TASK TO CARRY OUT>
For the entries below, the result should be an exact transcription of the lines from the one with "pub struct TokenId(pub u32);" up to and including the one with "in source order.", and only those.
--- SOURCE MATERIAL ---
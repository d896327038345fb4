//! Stable error codes for host-side classification.

pub const CONFIG_ERROR: &str = "CCHECK_CONFIG";

/// Maps an error enum to a stable code string.
pub trait CcheckErrorCode {
    fn error_code(&self) -> &'static str;
}
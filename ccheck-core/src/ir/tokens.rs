//! Lexical token stream with explicit backward navigation.

use serde::{Deserialize, Serialize};

/// 1-based line/column of a token's first character.
#[derive(
    Debug, Clone, Copy, PartialEq, Eq, PartialOrd, Ord, Hash, Serialize, Deserialize,
)]
pub struct SourcePos {
    pub line: u32,
    pub column: u32,
}

impl SourcePos {
    pub fn new(line: u32, column: u32) -> Self {
        Self { line, column }
    }
}

/// Index of a token within its `TokenStream`.
#[derive(Debug, Clone, Copy, PartialEq, Eq, Hash, Serialize, Deserialize)]
pub struct TokenId(pub u32);

/// A lexical unit: its text and source position.
#[derive(Debug, Clone, PartialEq, Eq, Serialize, Deserialize)]
pub struct Token {
    pub value: String,
    pub pos: SourcePos,
}

/// All tokens of one translation unit, in source order.
#[derive(Debug, Clone, Default, Serialize, Deserialize)]
pub struct TokenStream {
    tokens: Vec<Token>,
}

impl TokenStream {
    pub fn new() -> Self {
        Self::default()
    }

    /// Append a token, returning its id.
    pub fn push(&mut self, value: impl Into<String>, line: u32, column: u32) -> TokenId {
        let id = TokenId(self.tokens.len() as u32);
        self.tokens.push(Token {
            value: value.into(),
            pos: SourcePos::new(line, column),
        });
        id
    }

    pub fn get(&self, id: TokenId) -> Option<&Token> {
        self.tokens.get(id.0 as usize)
    }

    /// The token immediately preceding `id` in the source.
    ///
    /// Returns `None` at stream start or for an out-of-range id; stream
    /// exhaustion is an ordinary value, never an error.
    pub fn try_prev(&self, id: TokenId) -> Option<TokenId> {
        let idx = id.0 as usize;
        if idx == 0 || idx >= self.tokens.len() {
            return None;
        }
        Some(TokenId(id.0 - 1))
    }

    pub fn len(&self) -> usize {
        self.tokens.len()
    }

    pub fn is_empty(&self) -> bool {
        self.tokens.is_empty()
    }
}

#[cfg(test)]
mod tests {
    use super::*;

    #[test]
    fn test_push_and_get() {
        let mut stream = TokenStream::new();
        let id = stream.push("int", 1, 1);
        let token = stream.get(id).unwrap();
        assert_eq!(token.value, "int");
        assert_eq!(token.pos, SourcePos::new(1, 1));
    }

    #[test]
    fn test_try_prev_steps_backward() {
        let mut stream = TokenStream::new();
        let a = stream.push("int", 1, 1);
        let b = stream.push("x", 1, 5);
        assert_eq!(stream.try_prev(b), Some(a));
    }

    #[test]
    fn test_try_prev_none_at_stream_start() {
        let mut stream = TokenStream::new();
        let a = stream.push("int", 1, 1);
        assert_eq!(stream.try_prev(a), None);
    }

    #[test]
    fn test_try_prev_none_for_out_of_range_id() {
        let mut stream = TokenStream::new();
        stream.push("int", 1, 1);
        assert_eq!(stream.try_prev(TokenId(7)), None);
    }
}
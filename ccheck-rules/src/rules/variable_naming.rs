//! Variable naming rule — const names upper snake case, non-const names
//! lower camel case.

use regex::Regex;
use smallvec::smallvec;
use tracing::debug;

use ccheck_core::config::NamingConfig;
use ccheck_core::diagnostics::{Diagnostic, MessageSink};
use ccheck_core::errors::ConfigError;
use ccheck_core::ir::{DeclKind, IrGraph};
use ccheck_core::unparse;

use super::metadata::{RuleMetadata, Severity, RULE_GROUP};
use super::Rule;

static METADATA: RuleMetadata = RuleMetadata {
    name: "VariableNaming",
    group: RULE_GROUP,
    severity: Severity::Required,
    messages: &[
        (
            "const_naming",
            "const variable name does not match the pattern '{}'.",
        ),
        (
            "nonconst_naming",
            "Variable name does not match the pattern '{}'.",
        ),
    ],
    description: Some("Variable naming convention."),
};

const RELEVANT_KINDS: &[DeclKind] = &[DeclKind::GlobalVariable, DeclKind::LocalVariable];

/// Checks variable identifiers against the configured naming patterns.
///
/// A declaration whose type resolves (through typedef layers) to a
/// const-qualified definition is checked against the const pattern;
/// everything else, including unresolvable types, against the non-const
/// pattern. Patterns are compiled once at construction.
#[derive(Debug)]
pub struct VariableNaming {
    const_re: Regex,
    nonconst_re: Regex,
    const_source: String,
    nonconst_source: String,
}

impl VariableNaming {
    /// Compile the configured patterns. Fails fast on an invalid regex.
    pub fn new(config: &NamingConfig) -> Result<Self, ConfigError> {
        let const_source = config.effective_const_pattern().to_string();
        let nonconst_source = config.effective_nonconst_pattern().to_string();
        Ok(Self {
            const_re: compile_anchored("naming.const_pattern", &const_source)?,
            nonconst_re: compile_anchored("naming.nonconst_pattern", &nonconst_source)?,
            const_source,
            nonconst_source,
        })
    }
}

/// Wrap the pattern so a match must cover the whole identifier, then compile.
fn compile_anchored(field: &str, pattern: &str) -> Result<Regex, ConfigError> {
    Regex::new(&format!("^(?:{pattern})$")).map_err(|e| ConfigError::InvalidPattern {
        field: field.to_string(),
        message: e.to_string(),
    })
}

impl Rule for VariableNaming {
    fn metadata(&self) -> &RuleMetadata {
        &METADATA
    }

    fn execute(&self, graph: &IrGraph, sink: &mut dyn MessageSink) {
        for decl in graph.declarations(RELEVANT_KINDS) {
            let is_const = graph.types.is_const_qualified(decl.ty);
            let (re, key, pattern) = if is_const {
                (&self.const_re, "const_naming", self.const_source.as_str())
            } else {
                (
                    &self.nonconst_re,
                    "nonconst_naming",
                    self.nonconst_source.as_str(),
                )
            };
            if !re.is_match(&decl.name) {
                debug!(name = %decl.name, key, "naming violation");
                let pos = graph
                    .tokens
                    .get(decl.start_token)
                    .map(|t| t.pos)
                    .unwrap_or(decl.specifier_pos);
                sink.add_message(Diagnostic {
                    rule: METADATA.name.to_string(),
                    key: key.to_string(),
                    pos,
                    entity: unparse::entity_label(decl),
                    message_arguments: smallvec![pattern.to_string()],
                });
            }
        }
    }
}
//! Filter an audit file down to non-scripture quotations.
//!
//! Records are handled as raw JSON objects so the audit output carries
//! every upstream field unchanged.

use crate::classify::has_scripture_marker;
use crate::dedup::dedupe_first_by;
use crate::models::{FilterParams, PwaQuote};
use crate::normalize::char_len;
use serde::Serialize;
use serde_json::Value;

const UNKNOWN_AUTHOR: &str = "Unknown";

#[derive(Debug, Clone, Serialize)]
pub struct FilterSummary {
    pub input_items: usize,
    pub kept: usize,
}

#[derive(Debug)]
pub struct FilterResult {
    pub kept: Vec<Value>,
    pub summary: FilterSummary,
}

fn str_field<'a>(record: &'a Value, key: &str) -> Option<&'a str> {
    record.get(key).and_then(Value::as_str)
}

/// Whether one record survives the filter.
pub fn keep_record(record: &Value, params: &FilterParams) -> bool {
    let text = str_field(record, "text").unwrap_or("").trim();
    if text.is_empty() {
        return false;
    }
    if !(params.min_len..=params.max_len).contains(&char_len(text)) {
        return false;
    }
    if has_scripture_marker(text) {
        return false;
    }
    if let Some(method) = params.only_method {
        if str_field(record, "method") != Some(method.as_str()) {
            return false;
        }
    }
    if params.drop_unknown {
        let author = str_field(record, "author").unwrap_or("");
        if author.is_empty() || author == UNKNOWN_AUTHOR {
            return false;
        }
    }
    true
}

/// Keep passing records, deduplicated by exact (author, text).
pub fn filter_records(records: Vec<Value>, params: &FilterParams) -> FilterResult {
    let input_items = records.len();
    let kept: Vec<Value> = records
        .into_iter()
        .filter(|r| keep_record(r, params))
        .collect();
    let kept = dedupe_first_by(kept, |r| {
        (
            str_field(r, "author").unwrap_or("").trim().to_string(),
            str_field(r, "text").unwrap_or("").trim().to_string(),
        )
    });

    FilterResult {
        summary: FilterSummary {
            input_items,
            kept: kept.len(),
        },
        kept,
    }
}

pub fn to_pwa(records: &[Value]) -> Vec<PwaQuote> {
    records
        .iter()
        .map(|r| {
            PwaQuote::new(
                str_field(r, "author").unwrap_or(UNKNOWN_AUTHOR),
                str_field(r, "text").unwrap_or(""),
            )
        })
        .collect()
}

#[cfg(test)]
mod tests {
    use super::*;
    use crate::models::QuoteMethod;
    use serde_json::json;

    #[test]
    fn test_drops_scripture_and_length() {
        let params = FilterParams::default();
        assert!(keep_record(&json!({"author": "General Booth", "text": "Go for souls, and go for the worst."}), &params));
        assert!(!keep_record(&json!({"text": "For God so loved the world (John 3:16)."}), &params));
        assert!(!keep_record(&json!({"text": "Quoted from the NIV translation of it."}), &params));
        assert!(!keep_record(&json!({"text": "Too short."}), &params));
        assert!(!keep_record(&json!({"text": "   "}), &params));
        assert!(!keep_record(&json!({"author": "A"}), &params));
    }

    #[test]
    fn test_only_method_and_unknown() {
        let params = FilterParams {
            only_method: Some(QuoteMethod::Colon),
            drop_unknown: true,
            ..Default::default()
        };
        let text = "Prayer is the soul's sincere desire, uttered or unexpressed.";
        assert!(keep_record(&json!({"author": "Major Smith", "text": text, "method": "colon"}), &params));
        assert!(!keep_record(&json!({"author": "Major Smith", "text": text, "method": "quoted"}), &params));
        assert!(!keep_record(&json!({"author": "Unknown", "text": text, "method": "colon"}), &params));
        assert!(!keep_record(&json!({"text": text, "method": "colon"}), &params));
    }

    #[test]
    fn test_filter_dedupes_and_preserves_fields() {
        let text = "Prayer is the soul's sincere desire, uttered or unexpressed.";
        let records = vec![
            json!({"author": "Major Smith", "text": text, "source_url": "u1", "context": "c"}),
            json!({"author": "Major Smith ", "text": format!(" {}", text)}),
            json!({"author": "Captain Jones", "text": text}),
        ];
        let result = filter_records(records, &FilterParams::default());
        assert_eq!(result.summary.input_items, 3);
        assert_eq!(result.kept.len(), 2);
        assert_eq!(result.kept[0]["source_url"], "u1");

        let pwa = to_pwa(&result.kept);
        assert_eq!(pwa[1], PwaQuote::new("Captain Jones", text));
    }

    #[test]
    fn test_pwa_unknown_author() {
        let pwa = to_pwa(&[json!({"text": "x"})]);
        assert_eq!(pwa[0].author, "Unknown");
    }
}
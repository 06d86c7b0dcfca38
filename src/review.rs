//! Review triage: tag mined records with flags and bucket them into
//! safe / flag / drop.
//!
//! Flags are advisory. The decision table only drops records that are both
//! fragmentary and carry OCR header or structure leakage; everything else
//! that looks risky is left for a human to look at.

use crate::classify::scripture_density;
use crate::clean::DEFAULT_AUTHOR;
use crate::heuristics::{
    contains_any, GOOD_ANCHORS, MIN_COMPLETE_LEN, NEEDS_CONTEXT_STARTS, OCR_HEADER_MARKERS,
    POLEMIC_TERMS, SENSITIVE_GROUP_TERMS, STRUCTURE_MARKERS,
};
use crate::models::{Bucket, InputRecord, ReviewFlag, ReviewResult, ReviewRow};
use crate::normalize::{char_len, dedup_key, normalize_text};
use regex::Regex;
use serde::ser::SerializeMap;
use serde::{Serialize, Serializer};
use std::collections::{HashMap, HashSet};
use std::sync::LazyLock;

/// Terminal punctuation, optionally followed by a closing quote.
static TERMINAL: LazyLock<Regex> =
    LazyLock::new(|| Regex::new(r#"[.!?]["']?\s*$"#).expect("valid regex"));

/// Roman or arabic footnote number left at the end, e.g. `... iv.` or `... 12.`
static DANGLING_END: LazyLock<Regex> =
    LazyLock::new(|| Regex::new(r"(?i)(?:\b[ivx]{1,6}\.\s*$)|(?:\b\d+\.\s*$)").expect("valid regex"));

/// Flags that send a record to the `flag` bucket.
const FLAG_SUBSET: &[ReviewFlag] = &[
    ReviewFlag::PolemicalLanguage,
    ReviewFlag::SensitiveGroupTerm,
    ReviewFlag::NeedsContextOpening,
    ReviewFlag::OcrHeader,
    ReviewFlag::StructureMarker,
    ReviewFlag::IncompleteOrFragment,
];

/// Too short, unterminated, or ending in a footnote number.
pub fn is_incomplete(text: &str) -> bool {
    let t = normalize_text(text);
    if t.is_empty() || char_len(&t) < MIN_COMPLETE_LEN {
        return true;
    }
    if !TERMINAL.is_match(&t) && !t.ends_with(';') {
        return true;
    }
    DANGLING_END.is_match(&t)
}

/// Opens with a connective that leans on the preceding sentence.
pub fn starts_needing_context(text: &str) -> bool {
    let t = normalize_text(text).to_lowercase();
    NEEDS_CONTEXT_STARTS.iter().any(|p| {
        t.strip_prefix(p)
            .is_some_and(|rest| !rest.starts_with(|c: char| c.is_alphanumeric()))
    })
}

/// Every flag that applies to a record, in a fixed order.
///
/// `raw` is the text as read; OCR hyphen artifacts are only visible there.
pub fn review_flags(raw: &str) -> Vec<ReviewFlag> {
    let text = normalize_text(raw);
    let mut flags = Vec::new();

    if contains_any(&text, OCR_HEADER_MARKERS) {
        flags.push(ReviewFlag::OcrHeader);
    }
    if contains_any(&text, STRUCTURE_MARKERS) {
        flags.push(ReviewFlag::StructureMarker);
    }
    if raw.contains('¬') || raw.contains('\u{00AD}') {
        flags.push(ReviewFlag::OcrHyphenArtifact);
    }
    if is_incomplete(&text) {
        flags.push(ReviewFlag::IncompleteOrFragment);
    }
    if starts_needing_context(&text) {
        flags.push(ReviewFlag::NeedsContextOpening);
    }
    if contains_any(&text, POLEMIC_TERMS) {
        flags.push(ReviewFlag::PolemicalLanguage);
    }
    if contains_any(&text, SENSITIVE_GROUP_TERMS) {
        flags.push(ReviewFlag::SensitiveGroupTerm);
    }
    match scripture_density(&text) {
        0 => {}
        1 => flags.push(ReviewFlag::ScripturePresent),
        _ => flags.push(ReviewFlag::ScriptureHeavy),
    }
    if contains_any(&text, GOOD_ANCHORS) {
        flags.push(ReviewFlag::DoctrinalAnchor);
    }

    flags
}

/// Decision table.
pub fn decide(flags: &[ReviewFlag]) -> Bucket {
    let has = |f: ReviewFlag| flags.contains(&f);

    if has(ReviewFlag::IncompleteOrFragment) && (has(ReviewFlag::OcrHeader) || has(ReviewFlag::StructureMarker)) {
        return Bucket::Drop;
    }
    if FLAG_SUBSET.iter().any(|f| has(*f)) {
        return Bucket::Flag;
    }
    Bucket::Safe
}

/// Tag one record and pick its bucket.
pub fn classify_record(item: &InputRecord) -> (Bucket, ReviewRow) {
    let flags = review_flags(item.text());
    let bucket = decide(&flags);
    let row = ReviewRow {
        author: item.author_or(DEFAULT_AUTHOR),
        text: normalize_text(item.text()),
        doctrine: item.doctrine.clone(),
        doctrine_label: item.doctrine_label.clone(),
        source: item.source(),
        flags,
    };
    (bucket, row)
}

/// Triage a batch. Repeats of an already seen key are counted and skipped.
pub fn review_records(records: &[InputRecord]) -> ReviewResult {
    let mut result = ReviewResult {
        input_items: records.len(),
        ..Default::default()
    };
    let mut seen: HashSet<String> = HashSet::new();

    for item in records {
        let (bucket, row) = classify_record(item);
        if !seen.insert(dedup_key(&row.text)) {
            result.duplicates_skipped += 1;
            continue;
        }
        match bucket {
            Bucket::Safe => result.safe.push(row),
            Bucket::Flag => result.flagged.push(row),
            Bucket::Drop => result.dropped.push(row),
        }
    }

    result
}

/// Flag counts, highest count first, then by name.
#[derive(Debug, Clone, Default, PartialEq)]
pub struct FlagCounts(pub Vec<(ReviewFlag, usize)>);

impl FlagCounts {
    pub fn from_rows(rows: &[ReviewRow]) -> Self {
        let mut counts: HashMap<ReviewFlag, usize> = HashMap::new();
        for flag in rows.iter().flat_map(|r| r.flags.iter()) {
            *counts.entry(*flag).or_insert(0) += 1;
        }
        let mut pairs: Vec<(ReviewFlag, usize)> = counts.into_iter().collect();
        pairs.sort_by(|a, b| b.1.cmp(&a.1).then_with(|| a.0.as_str().cmp(b.0.as_str())));
        FlagCounts(pairs)
    }

    pub fn get(&self, flag: ReviewFlag) -> usize {
        self.0
            .iter()
            .find(|(f, _)| *f == flag)
            .map(|(_, n)| *n)
            .unwrap_or(0)
    }
}

impl Serialize for FlagCounts {
    fn serialize<S: Serializer>(&self, serializer: S) -> Result<S::Ok, S::Error> {
        let mut map = serializer.serialize_map(Some(self.0.len()))?;
        for (flag, n) in &self.0 {
            map.serialize_entry(flag.as_str(), n)?;
        }
        map.end()
    }
}

#[derive(Debug, Clone, Serialize)]
pub struct ReviewReport {
    pub input_items: usize,
    pub deduped_duplicates_skipped: usize,
    pub safe: usize,
    pub flagged: usize,
    pub dropped: usize,
    pub safe_flag_counts: FlagCounts,
    pub flagged_flag_counts: FlagCounts,
    pub dropped_flag_counts: FlagCounts,
}

pub fn build_report(result: &ReviewResult) -> ReviewReport {
    ReviewReport {
        input_items: result.input_items,
        deduped_duplicates_skipped: result.duplicates_skipped,
        safe: result.safe.len(),
        flagged: result.flagged.len(),
        dropped: result.dropped.len(),
        safe_flag_counts: FlagCounts::from_rows(&result.safe),
        flagged_flag_counts: FlagCounts::from_rows(&result.flagged),
        dropped_flag_counts: FlagCounts::from_rows(&result.dropped),
    }
}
---
SOLUTION TO THIS PROBLEM>
pub struct TokenId(pub u32);

/// A lexical unit: its text and source position.
#[derive(Debug, Clone, PartialEq, Eq, Serialize, Deserialize)]
pub struct Token {
    pub value: String,
    pub pos: SourcePos,
}

/// All tokens of one translation unit, in source order.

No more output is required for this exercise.